En effet, en 1952, Henri Laborit a l'idée, avec Pierre Huguenard, de faire les premières expériences d'hibernation avec une molécule fournie à leur demande par Spécia, le 4560sp, futur Largactil. Ces essais transformeront l'anesthésie mais ouvriront aussi la voie de la psychopharmacologie. Les progrès s'enchaînent alors rapidement. Le premier colloque de Paris sur les neuroleptiques a lieu en octobre 1955 à Sainte-Anne ; la chlorpromazine et la réserpine sont alors reconnues comme des découvertes majeures dans le traitement des maladies mentales par l'ensemble des psychiatres français et étrangers présents. Entre 1950 et 1960, l'intuition et le flair clinique de certains cliniciens, le hasard aussi, permettront aux grandes classes de psychotropes que nous connaissons aujourd'hui de voir le jour. La persévérance du Danois Mogens Schou finira par imposer le lithium comme régulateur de l'humeur vers la fin des années 1960 ; le Tofranil devra sa commercialisation à celle du laboratoire suisse Geigy, soutenu par les cliniciens expérimentateurs de Sainte-Anne ; puis les IMAO. Parallèlement, cette psychopharmacologie a aussi ses détracteurs et, longtemps après la mort de Freud et celle de Lacan, les polémiques amorcées alors ne sont pas encore éteintes.
« Si la psychopharmacologie n'a pas tout résolu dans la médecine mentale, dit Jean Thuillier, elle a au moins en dix ans décamisolé l'agité, sorti la plupart des délirants de l'asile et consolé le déprimé et le mélancolique. » Elle n'a certes pas résolu l'angoisse du monde. Mais ceci est une autre histoire.
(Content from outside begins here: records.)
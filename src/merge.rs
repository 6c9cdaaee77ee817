//! The merge pipeline: embed both graphs, pinch on shared paths and on
//! mutually-unique k-mers, then read the quotient back out.

use log::{info, warn};

use crate::embed::{EmbeddedGraph, IdAllocator, ThreadSequences};
use crate::error::{CoreGraphError, Result};
use crate::kmer::KmerIndex;
use crate::kmer_pinch::pinch_unique_kmers;
use crate::path_pinch::pinch_with;
use crate::pinch::PinchThreadSet;
use crate::readout::read_out;
use crate::variation_graph::VariationGraph;

/// What to merge on
#[derive(Debug, Clone)]
pub struct MergeOptions {
    /// Merge on k-mers of this size in addition to paths
    pub kmer_size: Option<usize>,
    /// Choice-point budget per k-mer walk
    pub edge_max: usize,
    /// Skip path merging entirely; requires a k-mer size
    pub kmers_only: bool,
}

impl Default for MergeOptions {
    fn default() -> Self {
        MergeOptions {
            kmer_size: None,
            edge_max: usize::MAX,
            kmers_only: false,
        }
    }
}

/// Merge two variation graphs into one, fusing the bases the shared
/// signal proves equivalent
pub fn merge_graphs(
    a: &VariationGraph,
    b: &VariationGraph,
    options: &MergeOptions,
) -> Result<VariationGraph> {
    if options.kmers_only && options.kmer_size.is_none() {
        return Err(CoreGraphError::Usage(
            "k-mers-only merging requires a k-mer size".to_string(),
        ));
    }

    let capacity = a.total_sequence_length()
        + b.total_sequence_length()
        + 2 * (a.edge_count() + b.edge_count());
    let mut threads = PinchThreadSet::new(capacity);
    let mut sequences = ThreadSequences::new();
    let mut ids = IdAllocator::new();

    let embedded_a = EmbeddedGraph::new(a, &mut threads, &mut sequences, &mut ids, "graph 1")?;
    let embedded_b = EmbeddedGraph::new(b, &mut threads, &mut sequences, &mut ids, "graph 2")?;
    for embedded in [&embedded_a, &embedded_b] {
        if !embedded.is_covered_by_paths() {
            warn!(
                "{} has nodes no named path touches; they can only merge on k-mers",
                embedded.name()
            );
        }
    }

    if !options.kmers_only {
        pinch_with(&embedded_a, &embedded_b, &mut threads)?;
    }

    if let Some(k) = options.kmer_size {
        info!("building {}-mer indexes", k);
        let index_a = KmerIndex::build(a, k, options.edge_max);
        let index_b = KmerIndex::build(b, k, options.edge_max);
        pinch_unique_kmers(
            &embedded_a,
            &index_a,
            &embedded_b,
            &index_b,
            k,
            options.edge_max,
            &mut threads,
        )?;
    }

    threads.join_trivial_boundaries();
    let merged = read_out(&mut threads, &sequences);
    info!(
        "merged {} + {} nodes into {}",
        a.node_count(),
        b.node_count(),
        merged.node_count()
    );
    Ok(merged)
}

#[cfg(test)]
mod tests {
    use super::*;

    #[test]
    fn test_kmers_only_without_kmer_size_is_a_usage_error() {
        let a = VariationGraph::new();
        let b = VariationGraph::new();
        let options = MergeOptions {
            kmers_only: true,
            ..MergeOptions::default()
        };
        let err = merge_graphs(&a, &b, &options).unwrap_err();
        assert!(matches!(err, CoreGraphError::Usage(_)));
    }
}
« Les dix ans qui ont changé la folie, la dépression et l'angoisse », Jean Thuillier, Editions Erès, 368 pages, 11 euros.
Quoi de neuf sur l'aide médico-psychologique ?
La deuxième édition du « Guide de l'aide médico-psychologique » vient de paraître. Elle intéressera tous ceux qui travaillent dans ce domaine, mais également ceux qui sont confrontés au handicap et à la dépendance, voire ceux qui sont préoccupés par cette question et pourraient trouver là matière à profession et sens à leur vie.
« Contestée dès ses origines par les professions voisines qui voyaient en elle une déqualification, la profession d'aide médico-psychologique (AMP) s'est progressivement imposée par une spécificité toute particulière dans les lieux où les professions plus polyvalentes du soin infirmier asilaire, puis psychiatrique, puis celles du soin éducatif spécialisé ne sont pas parvenues à s'investir suffisamment », explique Guy Dréano.
L'AMP est une profession de synthèse en matière de soins et d'assistance ; son champ d'exercice est celui de la dépendance sociale en rapport avec une déficience sévère et invalidante. Ce guide permet de se repérer dans les arcanes parfois complexes de l'organisation administrative, de l'environnement législatif et des institutions de l'AMP. Les CAT, MAS, SESSAD et autres COTOREP livrent tous leurs secrets.
« Guide de l'aide médico-psychologique », Guy Dréano, Editions Dunod, 400 pages, 30 euros.